RALPH: a fourth generation fingerspelling hand

David L Jaffe, MS

Abstract - A fourth generation computer-controlled electromechanical fingerspelling hand called Ralph (for Robotic Alphabet) has been developed at the Rehab R&D Center (Figure 1). The device offers deaf-blind individuals improved access to computers and communication devices in addition to person-to-person conversations. Enhancements in this design include better intelligibility, smaller size, and the ability to optimize hand positions.

to receive figure click here Figure 1. Ralph, the fingerspelling hand.

Background - The majority of the estimated 20,000 adults in the US who are deaf and blind have Usher's Syndrome, a disease characterized by deafness at birth and a gradual loss of sight in young adulthood. Most children with Usher's are brought up in the deaf community, learning sign language and fingerspelling (and/or speech and lipreading) rather than braille. As their sight diminishes they resist learning braille, which is difficult to master as an adult and is an admission of a dual sensory loss. For this reason, augmentative communication devices employing braille may be inappropriate for people who are deaf and blind.

Problem - Many deaf-blind people are able to communicate with others by using a hand-on-hand variation of the American One-Hand Manual Alphabet. Interpreters for the deaf use this hand gesture system (fingerspelling) to spell out words for which there are no sign language equivalents. Instead of visually recognizing the gestures as deaf people do, deaf-blind individuals feel and interpret the motion and positions of the hand as the message is spelled out, one letter at a time by the interpreter.

However, fingerspelling using a human interpreter has several disadvantages:

  • Both communication partners must know fingerspelling.
  • The communication partners must be in physical proximity with each other.
  • Professional interpreters are difficult to locate and schedule.
  • The presence of interpreter may intrude on the privacy of a conversation.
  • Extreme informational and social isolation can occur without communication.
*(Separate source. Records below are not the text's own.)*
//! Integration tests for decade-cycle start computation.

use lifeline_ganzhi::{CalendricalAdapter, CycleDescriptor, Gender, NativeCalendar, decade_start};
use lifeline_time::CivilTime;

fn birth(y: i32, mo: u32, d: u32, h: u32, mi: u32) -> CivilTime {
    CivilTime::new(y, mo, d, h, mi).unwrap()
}

/// 庚 (yang) year: males run forward to Mangzhong, females back to Lixia.
#[test]
fn yang_year_directions() {
    let b = birth(1990, 5, 15, 8, 30);
    let male = decade_start(&b, Gender::Male).unwrap();
    assert!(male.forward);
    assert_eq!((male.years, male.months), (7, 3));

    let female = decade_start(&b, Gender::Female).unwrap();
    assert!(!female.forward);
    assert_eq!((female.years, female.months), (3, 1));
}

/// 己 (yin) year: the directions swap.
#[test]
fn yin_year_directions() {
    let b = birth(2000, 1, 1, 12, 0);
    let male = decade_start(&b, Gender::Male).unwrap();
    let female = decade_start(&b, Gender::Female).unwrap();
    assert!(!male.forward);
    assert!(female.forward);
    assert_eq!((male.years, male.months), (8, 2));
    assert_eq!((female.years, female.months), (1, 7));
}

/// Birth hours before Lichun count to Lichun itself.
#[test]
fn forward_span_to_same_day_term() {
    let s = decade_start(&birth(2024, 2, 4, 12, 0), Gender::Female).unwrap();
    assert!(s.forward);
    assert_eq!((s.years, s.months, s.days), (0, 0, 20));
    assert!(s.start_age() < 1.0);
}

#[test]
fn start_never_exceeds_a_solar_month() {
    for (y, m) in [(1951, 3), (1966, 7), (1988, 10), (2003, 12), (2019, 6)] {
        for gender in [Gender::Male, Gender::Female] {
            let s = decade_start(&birth(y, m, 17, 14, 0), gender).unwrap();
            // 31 days at most -> 10 years 4 months.
            assert!(s.start_age() <= 10.34, "{y}-{m} {gender}: {s:?}");
            assert!(s.months < 12);
        }
    }
}

#[test]
fn cycle_indices_over_a_lifetime() {
    let b = birth(1990, 5, 15, 8, 30);
    let cal = NativeCalendar;
    let indices: Vec<i32> = (0..80)
        .map(|age| cal.decade_cycle(&b, Gender::Male, age).index)
        .collect();
    assert!(indices[..8].iter().all(|&i| i == -1));
    assert_eq!(indices[8], 0);
    assert_eq!(indices[79], 7);
    assert!(indices.windows(2).all(|w| w[1] >= w[0]));
}

#[test]
fn factors_stay_in_range() {
    for i in -1..40 {
        let c = if i < 0 {
            CycleDescriptor::BEFORE_START
        } else {
            CycleDescriptor::for_index(i)
        };
        assert!((0.85..=1.1125 + 1e-12).contains(&c.factor) || c.factor == 1.0);
    }
}
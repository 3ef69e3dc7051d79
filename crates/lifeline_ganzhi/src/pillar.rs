//! Pillars: stem/branch pairs of the sexagenary cycle, and the four-pillar
//! chart built from them.
//!
//! The 60-cycle pairs stems and branches of equal parity, starting from
//! Jia-Zi (index 0) and ending at Gui-Hai (index 59).

use std::fmt::{Display, Formatter};

use serde::Serialize;

use crate::branch::Branch;
use crate::element::Element;
use crate::stem::Stem;
use crate::ten_god::{TenGod, ten_god};

/// Length of the sexagenary cycle.
pub const CYCLE_LEN: u8 = 60;

/// A (stem, branch) pair of the sexagenary cycle.
#[derive(Debug, Clone, Copy, PartialEq, Eq, Hash, Serialize)]
pub struct Pillar {
    stem: Stem,
    branch: Branch,
}

impl Pillar {
    /// Pillar at a cycle position (taken mod 60).
    pub const fn from_cycle_index(i: u32) -> Self {
        let i = i % CYCLE_LEN as u32;
        Self {
            stem: Stem::from_index((i % 10) as u8),
            branch: Branch::from_index((i % 12) as u8),
        }
    }

    /// Pillar for a signed cycle offset (wrapped with `rem_euclid`).
    pub fn from_cycle_offset(offset: i64) -> Self {
        Self::from_cycle_index(offset.rem_euclid(CYCLE_LEN as i64) as u32)
    }

    pub const fn stem(self) -> Stem {
        self.stem
    }

    pub const fn branch(self) -> Branch {
        self.branch
    }

    /// 0-based position in the 60-cycle (Jia-Zi = 0).
    pub const fn cycle_index(self) -> u8 {
        let s = self.stem.index() as u16;
        let b = self.branch.index() as u16;
        ((6 * s + 60 - 5 * b) % 60) as u8
    }

    /// Traditional sound-element (nayin) name, shared by consecutive pairs.
    pub fn na_yin(self) -> &'static str {
        NA_YIN[(self.cycle_index() / 2) as usize].0
    }

    /// Element of the nayin.
    pub fn na_yin_element(self) -> Element {
        NA_YIN[(self.cycle_index() / 2) as usize].1
    }

    /// Hanzi rendering, e.g. "甲子".
    pub fn hanzi(self) -> String {
        format!("{}{}", self.stem.hanzi(), self.branch.hanzi())
    }
}

impl Display for Pillar {
    fn fmt(&self, f: &mut Formatter<'_>) -> std::fmt::Result {
        write!(f, "{}-{}", self.stem.name(), self.branch.name())
    }
}

#[rustfmt::skip]
const NA_YIN: [(&str, Element); 30] = [
    ("海中金", Element::Metal), ("炉中火", Element::Fire),  ("大林木", Element::Wood),
    ("路旁土", Element::Earth), ("剑锋金", Element::Metal), ("山头火", Element::Fire),
    ("涧下水", Element::Water), ("城头土", Element::Earth), ("白蜡金", Element::Metal),
    ("杨柳木", Element::Wood),  ("泉中水", Element::Water), ("屋上土", Element::Earth),
    ("霹雳火", Element::Fire),  ("松柏木", Element::Wood),  ("长流水", Element::Water),
    ("沙中金", Element::Metal), ("山下火", Element::Fire),  ("平地木", Element::Wood),
    ("壁上土", Element::Earth), ("金箔金", Element::Metal), ("覆灯火", Element::Fire),
    ("天河水", Element::Water), ("大驿土", Element::Earth), ("钗钏金", Element::Metal),
    ("桑柘木", Element::Wood),  ("大溪水", Element::Water), ("沙中土", Element::Earth),
    ("天上火", Element::Fire),  ("石榴木", Element::Wood),  ("大海水", Element::Water),
];

/// Position of a pillar within a four-pillar chart.
#[derive(Debug, Clone, Copy, PartialEq, Eq, Hash, Serialize)]
#[serde(rename_all = "lowercase")]
pub enum PillarPosition {
    Year,
    Month,
    Day,
    Hour,
}

/// All four positions in chart order.
pub const ALL_POSITIONS: [PillarPosition; 4] = [
    PillarPosition::Year,
    PillarPosition::Month,
    PillarPosition::Day,
    PillarPosition::Hour,
];

impl PillarPosition {
    pub const fn name(self) -> &'static str {
        match self {
            Self::Year => "year",
            Self::Month => "month",
            Self::Day => "day",
            Self::Hour => "hour",
        }
    }
}

/// The four pillars of a moment (bazi).
#[derive(Debug, Clone, Copy, PartialEq, Eq, Hash, Serialize)]
pub struct Pillars {
    pub year: Pillar,
    pub month: Pillar,
    pub day: Pillar,
    pub hour: Pillar,
}

impl Pillars {
    pub const fn new(year: Pillar, month: Pillar, day: Pillar, hour: Pillar) -> Self {
        Self {
            year,
            month,
            day,
            hour,
        }
    }

    /// The day stem, reference point of every ten-god role.
    pub const fn day_master(&self) -> Stem {
        self.day.stem
    }

    pub const fn get(&self, position: PillarPosition) -> Pillar {
        match position {
            PillarPosition::Year => self.year,
            PillarPosition::Month => self.month,
            PillarPosition::Day => self.day,
            PillarPosition::Hour => self.hour,
        }
    }

    /// Pillars in chart order with their positions.
    pub fn iter(&self) -> impl Iterator<Item = (PillarPosition, Pillar)> {
        let pillars = *self;
        ALL_POSITIONS.into_iter().map(move |p| (p, pillars.get(p)))
    }

    /// Ten-god role of the pillar's stem. The day pillar is the day master.
    pub const fn primary_role(&self, position: PillarPosition) -> TenGod {
        match position {
            PillarPosition::Day => TenGod::DayMaster,
            _ => ten_god(self.day_master(), self.get(position).stem),
        }
    }

    /// Ten-god roles of the branch's hidden stems, principal stem first.
    pub fn secondary_roles(&self, position: PillarPosition) -> impl Iterator<Item = TenGod> {
        let day_master = self.day_master();
        self.get(position)
            .branch
            .hidden_stems()
            .iter()
            .map(move |&s| ten_god(day_master, s))
    }
}

impl Display for Pillars {
    fn fmt(&self, f: &mut Formatter<'_>) -> std::fmt::Result {
        write!(
            f,
            "{} {} {} {}",
            self.year.hanzi(),
            self.month.hanzi(),
            self.day.hanzi(),
            self.hour.hanzi()
        )
    }
}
Rationale - An electromechanical hand provides a deaf-blind person some independence in communication. Such a device typically translates keypresses or standard computer-produced serial ASCII representations of letters into movements of the fingers of a mechanical hand. These movements are felt by a deaf-blind user and interpreted as the fingerspelling equivalents of the letters comprising a message. They enable the user to receive fingerspelled messages from the mechanical hand in response to person-to-person communication as well as gain access to sources of computer-based information. With a fingerspelling hand, a deaf-blind individual need not rely on a human interpreter for all communication.

Project goal - The goal of this project is to design, develop, and pursue commercialization of a fingerspelling hand that is smaller, lighter, and more intelligible than our previous prototypes. Specifically, this design implemented an improved mechanical system.

Operation - A sighted person wishing to talk to a deaf-blind individual interacts with the fingerspelling hand through a hand-held computer via a serial connection. (Actually, any device that produces RS232 serial data, including terminals, modems, computers, OCR scanners, speech recognizers, or modified closed caption systems, could be used to control the hand.) The user interface is implemented as a menu system that provides easy access to the unit's various functions, such as displaying and setting the microcontroller's parameters, testing the hand motions, editing hand position data, and entering letters to be fingerspelled.

In the fingerspelling mode, keypresses are entered on the keyboard. The hand's software translates these keypresses into commands for the DC servo motors. As the motor shafts rotate, they push/pull on the rods that connect to the fingers' mechanical linkages. It is by this coordinated series of motor commands that keyboard input is transformed into choreographed motion representing fingerspelling.

Testing and evaluation - Evaluation of previous fingerspelling hands has been performed by Gallaudet University (Washington, DC) and AI duPont Institute (Wilmington, DE). Nine deaf-blind people tested the hands over a two month period. They identified confusing letter combinations and suggested improvements for a commercial prototype.

Technology transfer - A collaborative effort with prospective manufacturer has begun. This activity should result in the production of a commercial device that can be employed by deaf-blind people.

A potential solution exists for the provision of fingerspelling hands to deaf-blind people. Within California (and some other states), all telephone subscribers support a fund which provides telephone access equipment for persons with disabilities. Commercial versions of this fingerspelling hand could be furnished at no charge to deaf-blind people under this program.

All encounters with Ralph and previous fingerspelling hands have been enthusiastic, positive, and at times, highly emotional. The increased communication capability and ability to "talk" directly with people other than interpreters are powerful motivations for using fingerspelling hands. They have the potential to provide deaf-blind users with untiring personal communication at rates approaching that of a human interpreter.

Republished from the 1994 Rehabilitation R&D Center Progress Report.